> What is being asked: A complete copy of the entries, exactly as written, is the expected result.

Collected data entries
:::

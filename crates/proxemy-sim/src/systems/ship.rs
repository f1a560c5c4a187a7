//! Player ship: spherical flight driven by the control signals, cannon
//! aiming and pattern-driven fire.

use glam::DVec3;
use hecs::Entity;
use tracing::warn;

use proxemy_core::cannon::BulletLaunch;
use proxemy_core::components::ShipControls;
use proxemy_core::constants::SHIP_BULLET_SPEED;
use proxemy_core::spatial::{SphereMover, Spatial};

use crate::objects::Ship;
use crate::world::{Spawn, World};

pub fn update(world: &mut World, entity: Entity, dt: f64) {
    let angular_speed = world.config.ship.angular_speed;
    let mut launches = std::mem::take(&mut world.launches);
    launches.clear();

    {
        let Ok((spatial, controls, ship)) = world
            .ecs
            .query_one_mut::<(&mut Spatial, &ShipControls, &mut Ship)>(entity)
        else {
            world.launches = launches;
            return;
        };

        spatial.move_on_sphere(
            controls.horizontal_speed * dt * angular_speed,
            controls.vertical_speed * dt * angular_speed,
        );
        spatial.look_at(DVec3::ZERO);

        ship.cannon.update_position(spatial);
        ship.cannon.look_at(controls.aimed_point);

        if controls.is_shooting {
            let velocity = ship.cannon.forward() * SHIP_BULLET_SPEED;
            for offset in ship.pattern.update(dt) {
                launches.push(BulletLaunch {
                    position: ship.cannon.offset_shoot_position(*offset),
                    velocity,
                });
            }
        }
    }

    for launch in launches.drain(..) {
        if let Err(err) = world.create(Spawn::ShipBullet(launch)) {
            warn!(%err, "failed to spawn ship bullet");
        }
    }
    world.launches = launches;
}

:::

> Output:
filename crates/proxemy-sim/src/systems/ship.rs
repository f1a560c5c4a187a7
//! Player ship: spherical flight driven by the control signals, cannon
//! aiming and pattern-driven fire.

use glam::DVec3;
use hecs::Entity;
use tracing::warn;

use proxemy_core::cannon::BulletLaunch;
use proxemy_core::components::ShipControls;
use proxemy_core::constants::SHIP_BULLET_SPEED;
use proxemy_core::spatial::{SphereMover, Spatial};

use crate::objects::Ship;
use crate::world::{Spawn, World};

pub fn update(world: &mut World, entity: Entity, dt: f64) {
    let angular_speed = world.config.ship.angular_speed;
    let mut launches = std::mem::take(&mut world.launches);
    launches.clear();

    {
        let Ok((spatial, controls, ship)) = world
            .ecs
            .query_one_mut::<(&mut Spatial, &ShipControls, &mut Ship)>(entity)
        else {
            world.launches = launches;
            return;
        };

        spatial.move_on_sphere(
            controls.horizontal_speed * dt * angular_speed,
            controls.vertical_speed * dt * angular_speed,
        );
        spatial.look_at(DVec3::ZERO);

        ship.cannon.update_position(spatial);
        ship.cannon.look_at(controls.aimed_point);

        if controls.is_shooting {
            let velocity = ship.cannon.forward() * SHIP_BULLET_SPEED;
            for offset in ship.pattern.update(dt) {
                launches.push(BulletLaunch {
                    position: ship.cannon.offset_shoot_position(*offset),
                    velocity,
                });
            }
        }
    }

    for launch in launches.drain(..) {
        if let Err(err) = world.create(Spawn::ShipBullet(launch)) {
            warn!(%err, "failed to spawn ship bullet");
        }
    }
    world.launches = launches;
}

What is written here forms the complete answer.